Нет, не с чистой совестью уезжал Дмитрий Левонтьев с заимки, терзался этим, но даже не представлял, что все его теперешние терзания покажутся скоро, совсем скоро, смешными, а сделки с совестью станут привычными.
ГЛАВА ПЯТАЯ
Телеграфные аппараты с безразличной монотонностью выбивали на серых бесконечных лентах Декрет о мире, Декрет о земле… И, словно подхваченная штормовым ветром, неслась новость от гарнизона к гарнизону, от поста к посту, будоража и без того уже переполненные сомнениями казачьи головы. Казармы — что твои ульи.
— Мир! Службе, стало быть, конец. По станицам и куреням, стало быть, время настало, — радовались одни.
— Погодь. Что командиры определят? — рекомендовали другие, но большинство казаков-пограничников твердо стояли на том, чтобы с постов не сниматься, а дозорить, как и прежде.
— Уйдем мы — все вмиг растащут! — горячо убеждали они сослуживцев. — Сарты много ли накараулят, а у соседушек наших глаз волчий, дай им волю, оскалят пасти. А сарты-богачи что натворят? В веки вечные не расхлебаешься. А уж могилы сотоварищей наших ратных посквернят перво-наперво. Тяжел грех на наши души падет. А командиры что? Нашу волю примут. Или — скатертью дорожка.
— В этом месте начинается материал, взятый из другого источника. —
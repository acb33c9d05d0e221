//! Logger setup
//!
//! INFO and more verbose records go to stdout, WARN and ERROR to stderr. An
//! optional log file receives a copy of everything.

use anyhow::{anyhow, Context, Result};
use std::fs::OpenOptions;
use std::io::IsTerminal;
use std::path::Path;
use std::sync::Arc;
use tracing::Level;
use tracing_subscriber::fmt::writer::MakeWriterExt;

/// Install the global subscriber. Only the first successful call has effect.
pub fn init(verbose: bool, log_file: Option<&Path>) -> Result<()> {
    let level = if verbose { Level::DEBUG } else { Level::INFO };
    let console = std::io::stderr.with_max_level(Level::WARN).or_else(std::io::stdout);
    let builder = tracing_subscriber::fmt().with_max_level(level);

    let installed = match log_file {
        Some(path) => {
            let file = OpenOptions::new()
                .create(true)
                .append(true)
                .open(path)
                .with_context(|| format!("failed to open log file {}", path.display()))?;
            builder
                .with_ansi(false)
                .with_writer(console.and(Arc::new(file)))
                .try_init()
        }
        None => builder
            .with_ansi(std::io::stdout().is_terminal())
            .with_writer(console)
            .try_init(),
    };
    installed.map_err(|e| anyhow!("failed to install logger: {e}"))
}
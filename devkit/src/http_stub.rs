/*!
Scripted HTTP server standing in for the backup server

Answers each request with the next status of its script, repeating the last
one once the script runs out. Every connection is closed after one response.
*/

use anyhow::Result;
use std::collections::VecDeque;
use std::net::SocketAddr;
use std::sync::atomic::{AtomicUsize, Ordering};
use std::sync::{Arc, Mutex};
use tokio::io::{AsyncReadExt, AsyncWriteExt};
use tokio::net::{TcpListener, TcpStream};
use tokio::task::JoinHandle;

pub struct StubServer {
    addr: SocketAddr,
    hits: Arc<AtomicUsize>,
    handle: JoinHandle<()>,
}

impl StubServer {
    /// Bind on localhost and start answering with `statuses`.
    pub async fn start(statuses: impl IntoIterator<Item = u16>) -> Result<Self> {
        let listener = TcpListener::bind("127.0.0.1:0").await?;
        let addr = listener.local_addr()?;
        let hits = Arc::new(AtomicUsize::new(0));
        let script = Arc::new(Mutex::new(statuses.into_iter().collect::<VecDeque<u16>>()));

        let handle = tokio::spawn({
            let hits = hits.clone();
            async move {
                let mut last = 503;
                while let Ok((stream, _)) = listener.accept().await {
                    let status = {
                        let mut script = script.lock().unwrap();
                        if let Some(next) = script.pop_front() {
                            last = next;
                        }
                        last
                    };
                    hits.fetch_add(1, Ordering::SeqCst);
                    if let Err(e) = respond(stream, status).await {
                        tracing::debug!("stub server connection error: {}", e);
                    }
                }
            }
        });

        Ok(Self { addr, hits, handle })
    }

    pub fn addr(&self) -> SocketAddr {
        self.addr
    }

    pub fn url(&self, path: &str) -> String {
        format!("http://{}{}", self.addr, path)
    }

    /// Number of requests answered so far.
    pub fn hits(&self) -> usize {
        self.hits.load(Ordering::SeqCst)
    }
}

impl Drop for StubServer {
    fn drop(&mut self) {
        self.handle.abort();
    }
}

async fn respond(mut stream: TcpStream, status: u16) -> std::io::Result<()> {
    let mut request = Vec::new();
    let mut buf = [0u8; 1024];
    while !request.windows(4).any(|w| w == b"\r\n\r\n") {
        let n = stream.read(&mut buf).await?;
        if n == 0 {
            break;
        }
        request.extend_from_slice(&buf[..n]);
    }

    let body = if status == 200 { "ready" } else { "waking" };
    let response = format!(
        "HTTP/1.1 {} {}\r\nContent-Type: text/plain\r\nContent-Length: {}\r\nConnection: close\r\n\r\n{}",
        status,
        reason_phrase(status),
        body.len(),
        body
    );
    stream.write_all(response.as_bytes()).await?;
    stream.shutdown().await
}

fn reason_phrase(status: u16) -> &'static str {
    match status {
        200 => "OK",
        404 => "Not Found",
        500 => "Internal Server Error",
        502 => "Bad Gateway",
        503 => "Service Unavailable",
        _ => "Unknown",
    }
}
/*!
# wake-devkit - stubs for the user-callback collaborators

Lets the callback run end to end without a backup server, a wireless card or
a broadcast domain:
- Scripted HTTP readiness server
- UDP catcher recording wake packets
- Fake `iwconfig` executable
- Config document builder and test harness
*/

pub mod http_stub;
pub mod udp_stub;
pub mod iwconfig_stub;
pub mod test_utils;

pub use http_stub::StubServer;
pub use udp_stub::WolCatcher;
pub use iwconfig_stub::FakeIwconfig;
pub use test_utils::{ConfigBuilder, TestHarness};
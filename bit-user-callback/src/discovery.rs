//! Wireless network presence detection
//!
//! This module handles:
//! - Running `iwconfig` and collecting the ESSIDs it reports
//! - Decoding the quoted ESSID values
//! - Testing whether the configured network is one of them

use std::future::Future;
use std::path::PathBuf;
use std::process::Stdio;
use tokio::process::Command as AsyncCommand;
use tracing::debug;

const ESSID_MARKER: &str = "ESSID:";

#[derive(Debug, thiserror::Error)]
pub enum ScanError {
    #[error("failed to run {}: {source}", path.display())]
    Spawn {
        path: PathBuf,
        #[source]
        source: std::io::Error,
    },
    #[error("{} exited with {status}: {stderr}", path.display())]
    Exit {
        path: PathBuf,
        status: std::process::ExitStatus,
        stderr: String,
    },
    #[error("invalid ESSID {text:?}: {reason}")]
    Unquote {
        /// Networks decoded before the failing line.
        partial: Vec<String>,
        text: String,
        reason: &'static str,
    },
}

/// Source of the ESSIDs the host is currently associated with.
pub trait EssidScanner {
    fn scan(&self) -> impl Future<Output = Result<Vec<String>, ScanError>>;
}

/// Result of a successful presence check.
#[derive(Debug, Clone, Copy, PartialEq, Eq)]
pub enum Presence {
    Connected,
    NotConnected,
}

/// Scans by running the `iwconfig` executable without arguments.
#[derive(Debug, Clone)]
pub struct IwconfigScanner {
    path: PathBuf,
}

impl IwconfigScanner {
    pub fn new(path: impl Into<PathBuf>) -> Self {
        Self { path: path.into() }
    }
}

impl EssidScanner for IwconfigScanner {
    async fn scan(&self) -> Result<Vec<String>, ScanError> {
        debug!("Running {}", self.path.display());

        let output = AsyncCommand::new(&self.path)
            .stdin(Stdio::null())
            .stdout(Stdio::piped())
            .stderr(Stdio::piped())
            .output()
            .await
            .map_err(|source| ScanError::Spawn { path: self.path.clone(), source })?;

        if !output.status.success() {
            return Err(ScanError::Exit {
                path: self.path.clone(),
                status: output.status,
                stderr: String::from_utf8_lossy(&output.stderr).trim().to_string(),
            });
        }

        parse_essids(&String::from_utf8_lossy(&output.stdout))
    }
}

/// Extract every quoted value following `ESSID:` in `iwconfig` output.
///
/// Lines without the marker are ignored. An undecodable value stops parsing
/// and returns the networks found so far inside the error.
pub fn parse_essids(output: &str) -> Result<Vec<String>, ScanError> {
    let mut essids = Vec::new();
    for line in output.lines().map(str::trim).filter(|l| !l.is_empty()) {
        let Some(idx) = line.find(ESSID_MARKER) else {
            continue;
        };
        let text = &line[idx + ESSID_MARKER.len()..];
        match unquote(text) {
            Ok(essid) => essids.push(essid),
            Err(reason) => {
                return Err(ScanError::Unquote {
                    partial: essids,
                    text: text.to_string(),
                    reason,
                })
            }
        }
    }
    Ok(essids)
}

/// Decode a double-quoted string with C style escapes, as printed by
/// wireless-tools for non-printable ESSID bytes.
fn unquote(text: &str) -> Result<String, &'static str> {
    let inner = text
        .strip_prefix('"')
        .and_then(|rest| rest.strip_suffix('"'))
        .ok_or("value is not a quoted string")?;

    let mut bytes = Vec::with_capacity(inner.len());
    let mut chars = inner.chars();
    while let Some(c) = chars.next() {
        match c {
            '"' => return Err("unescaped quote inside value"),
            '\\' => match chars.next().ok_or("dangling escape")? {
                '\\' => bytes.push(b'\\'),
                '"' => bytes.push(b'"'),
                '\'' => bytes.push(b'\''),
                'n' => bytes.push(b'\n'),
                't' => bytes.push(b'\t'),
                'r' => bytes.push(b'\r'),
                'x' => {
                    let hex: String = chars.by_ref().take(2).collect();
                    if hex.len() != 2 {
                        return Err("short \\x escape");
                    }
                    bytes.push(u8::from_str_radix(&hex, 16).map_err(|_| "bad \\x escape")?);
                }
                _ => return Err("unknown escape"),
            },
            c => {
                let mut buf = [0u8; 4];
                bytes.extend_from_slice(c.encode_utf8(&mut buf).as_bytes());
            }
        }
    }
    String::from_utf8(bytes).map_err(|_| "value is not valid UTF-8")
}

/// Whether `essid` is among the networks reported by `scanner`.
///
/// Scanner failures are returned as errors, never as "not connected".
pub async fn check_presence<S: EssidScanner>(scanner: &S, essid: &str) -> Result<Presence, ScanError> {
    let essids = scanner.scan().await?;
    debug!("Associated networks: {:?}", essids);

    if essids.iter().any(|e| e == essid) {
        Ok(Presence::Connected)
    } else {
        Ok(Presence::NotConnected)
    }
}

#[cfg(test)]
mod tests {
    use super::*;
    use crate::testing::StaticScanner;

    const IWCONFIG_OUTPUT: &str = r#"
lo        no wireless extensions.

wlp3s0    IEEE 802.11  ESSID:"HomeNet"
          Mode:Managed  Frequency:5.18 GHz  Access Point: 00:11:22:33:44:55
          Bit Rate=400 Mb/s   Tx-Power=22 dBm

wlx001122 IEEE 802.11  ESSID:"Guest"
          Mode:Managed  Frequency:2.412 GHz
"#;

    #[test]
    fn test_parse_iwconfig_output() {
        let essids = parse_essids(IWCONFIG_OUTPUT).unwrap();
        assert_eq!(essids, vec!["HomeNet".to_string(), "Guest".to_string()]);
    }

    #[test]
    fn test_lines_without_marker_are_ignored() {
        assert!(parse_essids("eth0      no wireless extensions.\n\n").unwrap().is_empty());
    }

    #[test]
    fn test_unquote_failure_keeps_partial_result() {
        let output = "wlan0 IEEE 802.11 ESSID:\"HomeNet\"\nwlan1 IEEE 802.11 ESSID:off/any\n";
        match parse_essids(output) {
            Err(ScanError::Unquote { partial, text, .. }) => {
                assert_eq!(partial, vec!["HomeNet".to_string()]);
                assert_eq!(text, "off/any");
            }
            other => panic!("expected unquote error, got {other:?}"),
        }
    }

    #[test]
    fn test_unquote_escapes() {
        assert_eq!(unquote(r#""Cafe \"Net\"""#).unwrap(), "Cafe \"Net\"");
        assert_eq!(unquote(r#""a\x41b""#).unwrap(), "aAb");
        assert_eq!(unquote(r#""Café""#).unwrap(), "Café");
        assert!(unquote("HomeNet").is_err());
        assert!(unquote(r#""bad\q""#).is_err());
        assert!(unquote(r#""half"quoted""#).is_err());
    }

    #[tokio::test]
    async fn test_presence_exact_match() {
        let scanner = StaticScanner(Some(vec!["HomeNet", "Guest"]));
        assert_eq!(check_presence(&scanner, "HomeNet").await.unwrap(), Presence::Connected);
        assert_eq!(check_presence(&scanner, "Office").await.unwrap(), Presence::NotConnected);
        assert_eq!(check_presence(&scanner, "homenet").await.unwrap(), Presence::NotConnected);
        assert_eq!(check_presence(&scanner, "Home").await.unwrap(), Presence::NotConnected);
    }

    #[tokio::test]
    async fn test_scanner_failure_is_an_error() {
        let scanner = StaticScanner(None);
        assert!(check_presence(&scanner, "HomeNet").await.is_err());
    }

    #[tokio::test]
    async fn test_missing_executable_fails_to_spawn() {
        let scanner = IwconfigScanner::new("/nonexistent/iwconfig");
        assert!(matches!(scanner.scan().await, Err(ScanError::Spawn { .. })));
    }
}
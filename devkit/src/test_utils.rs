/*!
Test harness for the user-callback

Bundles the stubs with a scratch config home:
- `ConfigBuilder` produces `user-callback.json` documents
- `TestHarness` starts a stub server, a wake catcher and a fake `iwconfig`
  and pre-wires a config pointing at them
*/

use crate::http_stub::StubServer;
use crate::iwconfig_stub::FakeIwconfig;
use crate::udp_stub::WolCatcher;
use anyhow::{Context, Result};
use serde_json::{Map, Value};
use std::path::{Path, PathBuf};
use tempfile::TempDir;

pub const TEST_PROFILE: &str = "Main";
pub const TEST_ESSID: &str = "HomeNet";
pub const TEST_MAC: [u8; 6] = [0x00, 0x11, 0x22, 0x33, 0x44, 0x55];

/// Route test logs through the libtest capture.
pub fn init_test_logging() {
    tracing_subscriber::fmt()
        .with_test_writer()
        .with_max_level(tracing::Level::DEBUG)
        .try_init()
        .ok();
}

/// Builder for `user-callback.json` documents.
#[derive(Debug, Clone)]
pub struct ConfigBuilder {
    doc: Map<String, Value>,
}

impl Default for ConfigBuilder {
    fn default() -> Self {
        Self::new()
    }
}

impl ConfigBuilder {
    /// Profile `Main`, network `HomeNet`, fast delay and short timeout.
    pub fn new() -> Self {
        Self { doc: Map::new() }
            .set("profile", TEST_PROFILE)
            .set("essid", TEST_ESSID)
            .set("wake-mac", "00:11:22:33:44:55")
            .set("wake-delay", "50ms")
            .set("wake-timeout", "5s")
    }

    pub fn set(mut self, key: &str, value: impl Into<Value>) -> Self {
        self.doc.insert(key.to_string(), value.into());
        self
    }

    pub fn remove(mut self, key: &str) -> Self {
        self.doc.remove(key);
        self
    }

    pub fn server(self, url: &str) -> Self {
        self.set("server", url)
    }

    pub fn remote(self, addr: &str) -> Self {
        self.set("wake-remote", addr)
    }

    pub fn iwconfig(self, path: &Path) -> Self {
        self.set("iwconfig-path", path.to_string_lossy().into_owned())
    }

    pub fn delay(self, delay: &str) -> Self {
        self.set("wake-delay", delay)
    }

    pub fn timeout(self, timeout: &str) -> Self {
        self.set("wake-timeout", timeout)
    }

    pub fn build(&self) -> Value {
        Value::Object(self.doc.clone())
    }

    pub fn to_json(&self) -> String {
        self.build().to_string()
    }

    /// Write to `<config_home>/backintime/user-callback.json`.
    pub fn write_to(&self, config_home: &Path) -> Result<PathBuf> {
        let dir = config_home.join("backintime");
        std::fs::create_dir_all(&dir).with_context(|| format!("failed to create {}", dir.display()))?;
        let path = dir.join("user-callback.json");
        let content = serde_json::to_string_pretty(&self.build())?;
        std::fs::write(&path, content).with_context(|| format!("failed to write {}", path.display()))?;
        Ok(path)
    }
}

/// Stubs plus a scratch `XDG_CONFIG_HOME`.
pub struct TestHarness {
    pub server: StubServer,
    pub catcher: WolCatcher,
    pub iwconfig: FakeIwconfig,
    pub config_home: TempDir,
}

impl TestHarness {
    /// Server answering `statuses`, host associated with `essids`.
    pub async fn new(statuses: impl IntoIterator<Item = u16>, essids: &[&str]) -> Result<Self> {
        init_test_logging();
        Ok(Self {
            server: StubServer::start(statuses).await?,
            catcher: WolCatcher::bind().await?,
            iwconfig: FakeIwconfig::connected_to(essids)?,
            config_home: tempfile::tempdir()?,
        })
    }

    /// Config wired to this harness' stubs.
    pub fn config(&self) -> ConfigBuilder {
        ConfigBuilder::new()
            .server(&self.server.url("/ready"))
            .remote(&self.catcher.addr().to_string())
            .iwconfig(self.iwconfig.path())
    }

    pub fn config_home(&self) -> &Path {
        self.config_home.path()
    }

    pub fn write_config(&self, builder: &ConfigBuilder) -> Result<PathBuf> {
        builder.write_to(self.config_home())
    }
}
У офицеров тоже дым коромыслом. Только тех, кто призывает продолжать охрану границы, поменьше числом. Туговато им, но крепятся. Иннокентий Богусловский горячится:
— Господа! Как же можно бежать? А долг? А присяга?!
Карие глаза его возбужденно горят. Он то и дело откидывает пятерней, как гребенкой, падающие на лоб густые льняные пряди, а затем рубит ребром ладони воздух.
— Нельзя, господа, бежать! Перед Россией мы в ответе. Честь наша…
— Красиво все это, Иннокентий, — с ухмылкой перебил его Андрей Левонтьев, — только честь твоя давно… того, с изъянцем. Неужто, позволь тебя спросить, забыл ты, отчего здесь оказался?
Богусловский вспыхнул, но огромным усилием воли сдержался, чтобы не ответить резкостью Андрею, не отвлечься от главного. Проговорил, отсекая каждое слово:
— Я никогда и никому не прощал лицемерия, лжи и тем более подлости.
— Только ли? — вновь с ядовитой ухмылкой спросил Левонтьев.
Вопрос этот, а главное, тон отрезвили Богусловского совершенно. Левонтьев явно дергал нервы, зная его вспыльчивость. Ведь он, не в пример другим, хорошо знал, что только щепетильность в отношении и с коллегами, и с начальством сделала Иннокентия Богусловского нелюбимым в Петрограде, и тогда он написал рапорт, в котором просил направить на трудную границу. Просьбу уважили. Определили и должность — командир взвода. Большое понижение, но он согласился. Отец тоже благословил, сказав на прощание: «Я не упрекаю тебя ни в чем. Но в Туркестане ты, наверное, услышишь о мудром житейском правиле: среди колючек будь колючкой, розою благоухай среди цветов, — услышишь, поймешь, поверишь и, уверяю тебя, примешь это правило».